# Cai



## wehrmacht (Sep 5, 2003)

ok, after searching and searching and reading post, i've heard about the water wont get in the CAI inlet, but what i have not read is snow, does anyone on this list live where it snows and drives where it snows a lot, im in Wisconsin and it snows usally a lot here in the winter, and ive noticed that snow gets packed in the wheel well, with that its to my thinking is that it will clogg or get up into the inlet, has this or would this happen?


----------



## tolley (Jul 25, 2003)

I live in North Dakota, And I had a CAI in my civic that was dropped 1.5" , and had no problems.


----------



## StevenLK (Jul 15, 2002)

if ur worried why dont u get a By-pass Valve... if it does get up there it'd leak out and obsorb threw the foam/spongeey material...


----------



## dschrier (May 6, 2002)

Well since the amount of water compared to the volume of snow you have is so much lower, and the fact that the car probably doens't have enough suction power to suck up the snow itself, and it would have to get through the filter first, I don't think you have anything to worry about.


----------



## Wont Be Beat (Sep 20, 2002)

Engine bay temps can reach 1200 degrees F. So any snow quickly goes from snow, to water, to steam. And the snow that doesnt become steam, becomes water.


----------



## Centurion (Sep 5, 2002)

1200 degrees? subtract at least 1000.


----------



## Wont Be Beat (Sep 20, 2002)

Centurion said:


> *1200 degrees? subtract at least 1000. *


No no, your confusing engine bay temps with coolant temps. Go touch your exhaust manifold after a good drive and tell me whether it feels like 200* or 1200*.


----------



## PatScottAKA99XE (Apr 30, 2002)

I think it may be a little inacurrate(sp) to say engine bay temps reach 1200deg. There are parts under there that get that hot, but the overall temp of the engine bay doesnt get there. If that was the case every plastic, rubber, non-metal item under there would melt.

Continue..


----------



## mysergoesvroom (Jun 30, 2003)

hmm...maybe like 500? i could blow up your car...and it prolly wouldnt reach 1200


----------



## Exalta (Jan 21, 2003)

put a water bypass valve in your cai. AEM has 'em, and a lot of other manufacturers make them too..it would help your engine from sucking up melted snow

you could build a temporary wire mesh covering over your cai's heatshield entrance as a temporary solution for the winter months.

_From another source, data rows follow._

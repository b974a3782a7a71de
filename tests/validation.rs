use keel_di::{
    key_of_type, Arguments, ConstructorMetadata, DependencyGraph, DependencyType, DiError, DiResult, Injectable,
    Key, Lifetime, ServiceCollection, ValidationError, ValidationWarning,
};
use std::sync::Arc;

#[derive(Default)]
struct Clock;
keel_di::injectable_default!(Clock);

#[derive(Default)]
struct RequestContext;
keel_di::injectable_default!(RequestContext);

struct AuditLog {
    _clock: Arc<Clock>,
    _context: Arc<RequestContext>,
}

impl Injectable for AuditLog {
    fn metadata() -> ConstructorMetadata {
        ConstructorMetadata::new().param::<Clock>().param::<RequestContext>()
    }
    fn construct(args: &mut Arguments) -> DiResult<Self> {
        Ok(AuditLog {
            _clock: args.next()?,
            _context: args.next()?,
        })
    }
}

#[test]
fn test_valid_configuration() {
    let mut services = ServiceCollection::new();
    services
        .add_singleton::<Clock>()
        .add_scoped::<RequestContext>()
        .add_scoped::<AuditLog>();

    let report = services.validate();
    assert!(report.is_valid());
    assert!(!report.has_warnings());
    assert!(report.format_issues().is_empty());
    assert!(services.try_build().is_ok());
}

#[test]
fn test_missing_dependency() {
    let mut services = ServiceCollection::new();
    services.add_singleton::<Clock>().add_transient::<AuditLog>();

    let report = services.validate();
    assert_eq!(
        report.errors,
        vec![ValidationError::MissingDependency {
            service: key_of_type::<AuditLog>(),
            dependency: key_of_type::<RequestContext>(),
        }]
    );
    assert!(matches!(services.try_build(), Err(DiError::Validation(_))));
}

#[test]
fn test_singleton_capturing_scoped() {
    let mut services = ServiceCollection::new();
    services
        .add_transient::<Clock>()
        .add_scoped::<RequestContext>()
        .add_singleton::<AuditLog>();

    let report = services.validate();
    assert_eq!(
        report.errors,
        vec![ValidationError::SingletonDependsOnScoped {
            singleton: key_of_type::<AuditLog>(),
            scoped: key_of_type::<RequestContext>(),
        }]
    );
    assert_eq!(
        report.warnings,
        vec![ValidationWarning::SingletonDependsOnTransient {
            singleton: key_of_type::<AuditLog>(),
            transient: key_of_type::<Clock>(),
        }]
    );

    let text = report.format_issues();
    assert!(text.starts_with("Validation Errors:\n"));
    assert!(text.contains("Validation Warnings:\n"));
}

#[test]
fn test_factories_contribute_no_edges() {
    let mut services = ServiceCollection::new();
    services.add_singleton_factory::<AuditLog, _>(|ctx| {
        use keel_di::Resolver;
        Ok(AuditLog {
            _clock: ctx.get::<Clock>()?,
            _context: ctx.get::<RequestContext>()?,
        })
    });

    assert!(services.validate().is_valid());
    assert!(services.dependency_graph().edges.is_empty());
}

#[test]
fn test_shadowed_registration_warning() {
    let mut services = ServiceCollection::new();
    services.add_singleton::<Clock>().add_transient::<Clock>();

    let report = services.validate();
    assert!(report.is_valid());
    assert_eq!(report.warnings.len(), 1);
    assert!(matches!(
        report.warnings[0],
        ValidationWarning::ShadowedRegistration {
            lifetime: Lifetime::Transient,
            ..
        }
    ));
}

#[test]
fn test_try_build_rejects_bad_options() {
    let mut services = ServiceCollection::new();
    services.with_options(keel_di::ContainerOptions::new().with_max_depth(0));
    assert!(matches!(services.try_build(), Err(DiError::Config(_))));
}

#[test]
fn test_dependency_graph_shape() {
    let mut services = ServiceCollection::new();
    services
        .add_singleton::<Clock>()
        .add_scoped::<RequestContext>()
        .add_scoped::<AuditLog>()
        .describe(
            key_of_type::<AuditLog>(),
            ConstructorMetadata::new()
                .param::<Clock>()
                .param::<RequestContext>()
                .inject(0, Key::token("clock.fixed")),
        );

    let graph = DependencyGraph::from_collection(&services);
    assert_eq!(graph.nodes.len(), 3);
    assert_eq!(graph.metadata.scoped_count, 2);

    let kinds: Vec<_> = graph.edges.iter().map(|e| (e.parameter_index, e.dependency_type)).collect();
    assert_eq!(kinds, vec![(0, DependencyType::Missing), (1, DependencyType::Required)]);
    assert_eq!(graph.edges[0].to, "token \"clock.fixed\"");

    let dot = graph.to_dot();
    assert!(dot.contains("fillcolor=lightgreen"));
    assert!(dot.contains("style=bold, color=red"));

    // The provider reports the same graph
    let provider = services.build();
    assert_eq!(provider.dependency_graph(), graph);
    assert!(!provider.validate().is_valid());
}

#[cfg(feature = "graph-export")]
#[test]
fn test_dependency_graph_json() {
    let mut services = ServiceCollection::new();
    services.add_singleton::<Clock>();
    let json = DependencyGraph::from_collection(&services).to_json().unwrap();
    assert!(json.contains("\"lifetime\": \"singleton\""));
    assert!(json.contains("\"activation\": \"constructor\""));
}
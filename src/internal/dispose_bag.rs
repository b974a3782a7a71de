//! Internal disposal bag for managing cleanup hooks.

/// Boxed cleanup hook.
pub(crate) type Disposer = Box<dyn FnOnce() + Send>;

/// Container for disposal hooks with LIFO execution order.
#[derive(Default)]
pub(crate) struct DisposeBag {
    hooks: Vec<Disposer>,
}

impl DisposeBag {
    pub(crate) fn push(&mut self, f: Disposer) {
        self.hooks.push(f);
    }

    /// Moves the hooks out so they can run without holding a lock.
    pub(crate) fn take(&mut self) -> DisposeBag {
        std::mem::take(self)
    }

    /// Execute all hooks in reverse order (LIFO).
    pub(crate) fn run_all_reverse(&mut self) {
        while let Some(f) = self.hooks.pop() {
            (f)();
        }
    }

    pub(crate) fn len(&self) -> usize {
        self.hooks.len()
    }

    pub(crate) fn is_empty(&self) -> bool {
        self.hooks.is_empty()
    }
}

by the way, that'a unique sig herr wermacht
all we need next is the luftwaffe, kriegsmarine and the schutzstaffel... juz kiddin

Good Luck!


----------



## fondoo (May 2, 2002)

i live in Rochester, NY and it snow's/rain's like hell up here. I have a Ingen CAI and never had any problems. I've tried K&N style and HKS style mesh/foam filter. both works great!


----------



## ReVerm (Jan 13, 2003)

Wont Be Beat said:


> *No no, your confusing engine bay temps with coolant temps. Go touch your exhaust manifold after a good drive and tell me whether it feels like 200* or 1200*. *


Actually most modern gasoline engines run closer to 500 than either 200 or 1200, as mysergoesvroom said. If your engine reaches 1200 deg F, you have a bit of a problem.


----------